If Wallace had strong feelings about the world, he clearly subordinated them at virtually every point in his professional life to the pursuit of the main chance. Career and social advancement, being well thought of—and being well-paid (in 2000, Wallace was earning $3 million a year at “60 Minutes”)—by the people who counted, these seem to have been the prime driving forces in his life. The journalist was known for his “hard-hitting” interview style, but how often did the flow of his questioning at a given moment run counter to the general interests of the American establishment?

The obituaries place Wallace’s name alongside those of television newsmen such as Edward R. Murrow (1908-1965) and Walter Cronkite (1916-2009) of CBS News. Neither of those was a towering figure, but Murrow gained credibility as the result of his run-in with Senator Joseph McCarthy in 1954, as well as his exposure of poverty in the US, and Cronkite earned a reputation for honesty for his criticism of the Vietnam War in 1968.

Wallace had no such episode in his career. In general, he jumped on a bandwagon after it was well under way. For instance, his famous “interrogation” of John Ehrlichman in June 1973, a key figure in the Nixon White House and the Watergate scandal, came only after the tide was turning against the administration and Ehrlichman had already been thrown to the wolves.

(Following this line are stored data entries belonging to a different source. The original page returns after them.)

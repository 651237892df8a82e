use std::path::Path;

use anyhow::Result;

use super::load_problem;

pub fn handle(problem: &Path) -> Result<()> {
    let legacy = load_problem(problem)?;
    let integers = (0..legacy.variable_count())
        .filter(|&i| legacy.is_integer(i))
        .count();

    println!("Problem {}:", problem.display());
    println!("  Variables   : {}", legacy.variable_count());
    println!("  Integers    : {integers}");
    println!("  Constraints : {}", legacy.constraint_count());
    println!("  Non-zeros   : {}", legacy.coefficients.len());
    println!("  Type        : {}", if legacy.is_mip() { "MIP" } else { "LP" });
    Ok(())
}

And Wallace was daring enough to go after the PLO’s Yasser Arafat, Manuel Noriega of Panama, the Ayatollah Khomeini of Iran, Iran’s President Mahmoud Ahmadinejad and Russia’s Vladimir Putin, all individuals in official America’s black books.

It is open to question whether Wallace was even a garden variety liberal, although he kept his “moderate” political opinions largely to himself. His decades-long friendship with the Reagans is suggestive. And there is this. In the wake of the 1968 election, at a time of large-scale protest against the Vietnam War and broad radicalization, president-to-be Richard Nixon thought Wallace sufficiently politically reliable to offer him the post of White House press secretary. According to Fordham University media and communication professor Beth Knobel, “He [Wallace] thought about it long and hard because he really liked Nixon… But in the end, he chose ‘60 Minutes.’”

Wallace was born in 1918 in Brookline, Massachusetts, in the Boston area, to a Russian Jewish immigrant family. His father owned a wholesale grocery company at that time, although later, when the business went broke, the older Wallace became an insurance salesman. There is no hint of left-wing politics in Wallace’s background, unlike many Jewish families of the time.

He attended the University of Michigan, where he got “hooked” on radio, in his own words. Upon graduation, he found work with a radio station in Grand Rapids, Michigan and later a larger station in Detroit. Wallace, who had done some acting in school, announced radio programs such as The Green Hornet and Ned Jordan: Secret Agent.

When Wallace resumed his broadcast career after a stint in the US Navy in World War II, he worked in radio and then in early television as an announcer, an actor, a game show host and a pitchman in advertisements for various products.

His interviewing career began in 1955 with “Night Beat” and later “The Mike Wallace Interview” in 1957-58. He had apparently found his métier. His chilly self-assertiveness, quick tongue and distinctive speaking voice stood in him in good stead.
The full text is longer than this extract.